RECORDS FOR THIS TASK:
====
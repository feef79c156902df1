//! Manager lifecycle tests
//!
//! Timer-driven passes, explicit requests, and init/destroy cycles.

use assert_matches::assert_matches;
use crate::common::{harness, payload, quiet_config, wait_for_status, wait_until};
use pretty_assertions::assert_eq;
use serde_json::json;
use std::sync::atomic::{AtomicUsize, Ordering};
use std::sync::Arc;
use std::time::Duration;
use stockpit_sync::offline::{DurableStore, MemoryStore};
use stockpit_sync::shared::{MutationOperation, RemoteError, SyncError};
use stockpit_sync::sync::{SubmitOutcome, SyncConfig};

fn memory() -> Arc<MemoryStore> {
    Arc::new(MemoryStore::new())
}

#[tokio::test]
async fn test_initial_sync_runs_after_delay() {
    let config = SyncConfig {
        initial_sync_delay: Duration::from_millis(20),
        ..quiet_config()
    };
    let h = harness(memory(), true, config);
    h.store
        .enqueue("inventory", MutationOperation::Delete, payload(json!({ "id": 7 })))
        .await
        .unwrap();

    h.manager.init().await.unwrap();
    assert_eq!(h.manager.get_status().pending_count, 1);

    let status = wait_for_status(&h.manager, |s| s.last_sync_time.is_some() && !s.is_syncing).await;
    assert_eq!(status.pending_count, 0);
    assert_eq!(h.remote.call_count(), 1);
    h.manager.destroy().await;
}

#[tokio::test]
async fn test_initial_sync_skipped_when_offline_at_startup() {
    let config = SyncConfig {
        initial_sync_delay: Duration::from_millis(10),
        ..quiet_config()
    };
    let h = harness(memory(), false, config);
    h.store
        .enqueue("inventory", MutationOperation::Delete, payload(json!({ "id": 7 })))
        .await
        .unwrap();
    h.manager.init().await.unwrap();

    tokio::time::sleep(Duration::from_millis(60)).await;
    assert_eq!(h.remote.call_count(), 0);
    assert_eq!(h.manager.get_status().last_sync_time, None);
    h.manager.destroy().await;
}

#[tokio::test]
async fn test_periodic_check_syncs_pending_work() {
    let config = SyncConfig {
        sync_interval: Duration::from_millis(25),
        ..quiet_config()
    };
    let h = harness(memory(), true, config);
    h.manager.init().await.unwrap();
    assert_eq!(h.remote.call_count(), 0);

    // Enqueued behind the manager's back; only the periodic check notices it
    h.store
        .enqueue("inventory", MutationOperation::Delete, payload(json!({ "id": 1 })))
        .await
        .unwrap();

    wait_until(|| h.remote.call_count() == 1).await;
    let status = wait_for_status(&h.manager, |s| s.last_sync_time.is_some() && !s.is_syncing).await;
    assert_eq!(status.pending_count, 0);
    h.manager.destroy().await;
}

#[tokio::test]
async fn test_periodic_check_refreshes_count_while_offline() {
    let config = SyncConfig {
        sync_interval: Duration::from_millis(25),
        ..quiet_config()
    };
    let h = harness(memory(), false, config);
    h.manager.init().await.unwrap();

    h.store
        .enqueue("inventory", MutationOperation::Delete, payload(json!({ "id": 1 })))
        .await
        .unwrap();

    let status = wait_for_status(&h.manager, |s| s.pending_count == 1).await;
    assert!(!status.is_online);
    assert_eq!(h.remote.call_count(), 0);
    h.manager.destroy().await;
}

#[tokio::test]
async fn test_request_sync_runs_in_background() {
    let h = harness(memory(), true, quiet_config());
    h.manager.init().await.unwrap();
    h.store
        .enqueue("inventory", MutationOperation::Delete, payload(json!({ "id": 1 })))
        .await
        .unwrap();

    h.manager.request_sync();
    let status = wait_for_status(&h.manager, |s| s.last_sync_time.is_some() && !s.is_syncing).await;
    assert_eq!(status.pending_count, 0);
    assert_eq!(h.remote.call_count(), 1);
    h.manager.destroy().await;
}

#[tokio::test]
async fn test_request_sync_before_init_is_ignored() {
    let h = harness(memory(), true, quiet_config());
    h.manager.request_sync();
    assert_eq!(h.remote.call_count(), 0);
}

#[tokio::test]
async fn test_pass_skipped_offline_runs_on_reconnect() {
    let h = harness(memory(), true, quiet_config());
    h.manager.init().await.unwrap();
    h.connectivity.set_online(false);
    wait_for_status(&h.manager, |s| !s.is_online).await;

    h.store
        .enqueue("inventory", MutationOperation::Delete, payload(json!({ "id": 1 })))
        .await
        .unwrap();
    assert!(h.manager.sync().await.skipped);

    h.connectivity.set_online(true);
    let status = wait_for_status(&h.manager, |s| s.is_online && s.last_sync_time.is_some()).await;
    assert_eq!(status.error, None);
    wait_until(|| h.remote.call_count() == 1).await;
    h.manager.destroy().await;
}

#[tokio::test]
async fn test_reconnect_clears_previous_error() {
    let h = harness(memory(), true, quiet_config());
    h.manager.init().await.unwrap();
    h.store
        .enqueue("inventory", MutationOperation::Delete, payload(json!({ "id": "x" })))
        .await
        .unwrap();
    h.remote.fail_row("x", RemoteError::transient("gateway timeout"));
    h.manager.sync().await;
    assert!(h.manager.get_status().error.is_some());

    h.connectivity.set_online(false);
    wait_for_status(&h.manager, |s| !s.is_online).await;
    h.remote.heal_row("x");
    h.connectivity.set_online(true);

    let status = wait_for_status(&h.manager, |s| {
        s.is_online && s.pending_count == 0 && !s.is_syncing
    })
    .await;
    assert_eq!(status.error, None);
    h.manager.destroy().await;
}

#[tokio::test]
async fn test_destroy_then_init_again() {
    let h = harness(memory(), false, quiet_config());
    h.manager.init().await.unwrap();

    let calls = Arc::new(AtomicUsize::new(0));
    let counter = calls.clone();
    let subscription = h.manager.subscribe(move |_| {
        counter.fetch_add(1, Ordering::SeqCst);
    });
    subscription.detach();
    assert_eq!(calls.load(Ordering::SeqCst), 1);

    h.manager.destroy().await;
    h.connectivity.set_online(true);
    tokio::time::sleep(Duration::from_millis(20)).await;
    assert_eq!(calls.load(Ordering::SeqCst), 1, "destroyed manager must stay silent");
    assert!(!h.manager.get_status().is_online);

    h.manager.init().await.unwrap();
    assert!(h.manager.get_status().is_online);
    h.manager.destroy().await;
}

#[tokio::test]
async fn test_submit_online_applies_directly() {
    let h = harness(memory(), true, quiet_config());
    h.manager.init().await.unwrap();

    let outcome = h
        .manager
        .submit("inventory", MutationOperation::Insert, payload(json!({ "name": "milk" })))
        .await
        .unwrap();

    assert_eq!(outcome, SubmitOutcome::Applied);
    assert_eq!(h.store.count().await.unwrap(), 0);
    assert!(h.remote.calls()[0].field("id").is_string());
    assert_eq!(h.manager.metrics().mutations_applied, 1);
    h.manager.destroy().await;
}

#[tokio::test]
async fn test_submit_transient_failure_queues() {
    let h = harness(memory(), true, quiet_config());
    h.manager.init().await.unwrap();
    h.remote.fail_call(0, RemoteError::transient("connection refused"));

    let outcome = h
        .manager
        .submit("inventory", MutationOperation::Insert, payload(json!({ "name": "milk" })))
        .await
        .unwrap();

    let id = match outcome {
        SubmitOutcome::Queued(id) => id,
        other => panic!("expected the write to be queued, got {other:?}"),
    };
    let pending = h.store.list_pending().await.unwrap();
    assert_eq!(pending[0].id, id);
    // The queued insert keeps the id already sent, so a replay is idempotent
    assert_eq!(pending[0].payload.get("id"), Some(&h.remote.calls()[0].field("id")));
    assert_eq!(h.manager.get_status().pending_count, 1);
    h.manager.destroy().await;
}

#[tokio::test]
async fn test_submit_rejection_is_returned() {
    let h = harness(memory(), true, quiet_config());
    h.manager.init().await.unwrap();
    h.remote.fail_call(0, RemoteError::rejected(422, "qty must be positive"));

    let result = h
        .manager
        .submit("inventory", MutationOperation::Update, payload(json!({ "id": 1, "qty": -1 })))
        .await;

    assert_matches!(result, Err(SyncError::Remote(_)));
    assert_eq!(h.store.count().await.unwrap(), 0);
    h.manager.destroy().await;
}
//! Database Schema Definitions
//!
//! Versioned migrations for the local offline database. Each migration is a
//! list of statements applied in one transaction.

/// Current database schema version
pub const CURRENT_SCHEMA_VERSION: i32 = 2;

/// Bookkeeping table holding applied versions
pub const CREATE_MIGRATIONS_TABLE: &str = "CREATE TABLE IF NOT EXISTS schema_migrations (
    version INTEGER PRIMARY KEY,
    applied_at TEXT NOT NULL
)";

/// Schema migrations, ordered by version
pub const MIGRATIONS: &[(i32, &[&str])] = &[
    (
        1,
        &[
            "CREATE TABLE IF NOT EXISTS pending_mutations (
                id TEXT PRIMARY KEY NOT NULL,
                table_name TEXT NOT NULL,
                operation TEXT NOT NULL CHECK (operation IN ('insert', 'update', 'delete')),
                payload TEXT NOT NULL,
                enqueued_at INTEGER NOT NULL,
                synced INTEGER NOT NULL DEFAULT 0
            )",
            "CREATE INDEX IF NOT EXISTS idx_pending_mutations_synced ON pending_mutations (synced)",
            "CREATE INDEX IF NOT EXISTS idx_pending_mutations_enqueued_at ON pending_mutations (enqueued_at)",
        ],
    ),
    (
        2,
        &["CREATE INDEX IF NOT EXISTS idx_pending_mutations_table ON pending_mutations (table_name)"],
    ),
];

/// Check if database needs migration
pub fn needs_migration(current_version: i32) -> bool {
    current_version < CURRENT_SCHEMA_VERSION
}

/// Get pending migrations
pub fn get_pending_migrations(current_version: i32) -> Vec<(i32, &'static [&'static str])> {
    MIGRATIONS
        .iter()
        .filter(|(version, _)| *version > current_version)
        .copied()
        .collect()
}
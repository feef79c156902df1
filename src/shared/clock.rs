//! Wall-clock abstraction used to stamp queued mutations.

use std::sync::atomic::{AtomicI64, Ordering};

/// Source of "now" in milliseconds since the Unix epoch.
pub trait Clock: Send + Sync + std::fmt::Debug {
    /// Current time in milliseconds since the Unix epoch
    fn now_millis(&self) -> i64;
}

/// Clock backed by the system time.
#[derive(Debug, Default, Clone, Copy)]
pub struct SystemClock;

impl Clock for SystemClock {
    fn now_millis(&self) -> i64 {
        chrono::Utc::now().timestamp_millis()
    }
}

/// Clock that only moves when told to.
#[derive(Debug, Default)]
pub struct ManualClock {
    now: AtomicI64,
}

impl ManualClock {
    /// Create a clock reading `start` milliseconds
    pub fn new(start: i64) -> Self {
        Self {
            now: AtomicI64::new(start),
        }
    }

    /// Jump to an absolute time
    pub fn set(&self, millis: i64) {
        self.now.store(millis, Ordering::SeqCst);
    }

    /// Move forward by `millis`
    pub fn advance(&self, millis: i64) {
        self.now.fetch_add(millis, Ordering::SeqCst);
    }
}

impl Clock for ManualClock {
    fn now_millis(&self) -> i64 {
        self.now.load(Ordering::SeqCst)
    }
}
====
ABOUT THIS EXERCISE: One number only, please: the count of lines in the material holding the word "INDEX".

SOLUTION FOR THIS EXERCISE: 3